Circadian clockwork machinery in neural retina: Evidence for the presence of functional clock components in photoreceptor-enriched chick retinal cell cultures
Shyam S. Chaurasia,1
Tamara N. Ivanova,1
P. Michael Iuvone1,2
1Department of Pharmacology, 2Department of Ophthalmology, Emory University School of Medicine, Atlanta, GA
Correspondence to: P. Michael Iuvone, PhD, Department of Pharmacology, Emory University School of Medicine, 1510 Clifton Road, Atlanta, GA 30322; Phone: (404) 727-5989; FAX: (404) 727-0365; email: firstname.lastname@example.org
Purpose: Circadian clocks in retinas regulate a variety of biochemical and physiological processes. Retinal neurons, particularly photoreceptor cells, are thought to contain autonomous circadian clocks that control iodopsin expression, cFos expression, cAMP levels, and melatonin synthesis. Photoreceptor-enriched cell cultures prepared from chick embryo retina and entrained to a daily light-dark (LD) cycle exhibit circadian rhythms of cAMP levels and the activity of arylalkylamine N-acetyltransferase (AANAT), a key regulatory enzyme in melatonin synthesis. The present study was conducted to investigate the expression of circadian clockwork machinery comprised of clock genes; a clock-controlled gene, Aanat; and a clock output, melatonin, in the photoreceptor-enriched cultured retinal cells.

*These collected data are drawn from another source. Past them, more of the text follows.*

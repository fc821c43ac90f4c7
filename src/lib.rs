//! Ubuntu archive administration library
//!
//! Reusable pieces behind the `archive-admin` tools: the Launchpad client,
//! archive tag-file analysis, kernel-series routing, the SRU workflows and
//! the ISO QA tracker client.

pub mod archive;
pub mod charts;
pub mod cli;
pub mod color;
pub mod commands;
pub mod credentials;
pub mod ini;
pub mod isotracker;
pub mod kernel;
pub mod launchpad;
pub mod qatracker;
pub mod sru;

Methods: Photoreceptor-enriched cell cultures were prepared from E6 neural retinas and incubated under 14 h:10 h light-dark cycle (LD) of illumination for 8 days and then transferred to constant (24 h/day) darkness (DD). Cells were collected every 4 h in LD and DD, and RNA was isolated. cDNA was prepared from each sample and transcripts of clock genes and Aanat were measured using real-time polymerase chain reaction (PCR). Melatonin release into the culture medium was assayed by HPLC with fluorescence detection at intervals of 3 h in LD and DD.
Results: Cultured neural retina cells exposed to a light-dark cycle showed rhythmic expression of clock genes. Bmal1 and Npas2 (also known as Mop4) peaked late in the day in LD and in DD. Clock mRNA was high at night in LD, but arrhythmic in DD. Cry1 and Per2 transcripts increased rapidly in the early morning and were low at night. The rhythm of Per2 was reduced in amplitude in constant darkness (DD). Levels of Cry1 and Per2 transcripts were stimulated by light exposure at night. Melatonin release and Aanat mRNA were low during the day and high at night. Rhythmic expression of clock genes and Aanat was not observed in cultures not exposed to a LD cycle but treated otherwise identically to cultures described above.
Conclusions: Photoreceptor-enriched cell cultures derived from chick embryo neural retina contain a complete circadian clockwork system that is entrained by the light-dark cycle, and has a core timekeeping mechanism and circadian output in the form of melatonin synthesis.
Circadian clocks are self-sustaining genetically based molecular machines that impose approximately 24 h rhythmicity on physiology and behavior, synchronizing these functions with the solar day-night cycle . These clocks provide a selective advantage to organisms by allowing them to anticipate temporal changes in their environment. Circadian clocks contain three main components: an input or entrainment mechanism, a self-sustaining timing device, and an output mechanism. The current model for the molecular basis of the timing device in vertebrates consists of interlocking transcriptional-translational feedback loops involving a highly conserved set of "clock genes" [1-3]. These feedback loops consist of positive (CLOCK, BMAL1, and MOP4, also known as NPAS2) and negative components (PER 1 and 2; CRY 1 and 2). The temporal delay between transcription and translation of the clock components and some poorly understood phosphorylation events controlling nuclear import/export and protein degradation result in a daily rhythm in the transcripts and protein products of the clock genes.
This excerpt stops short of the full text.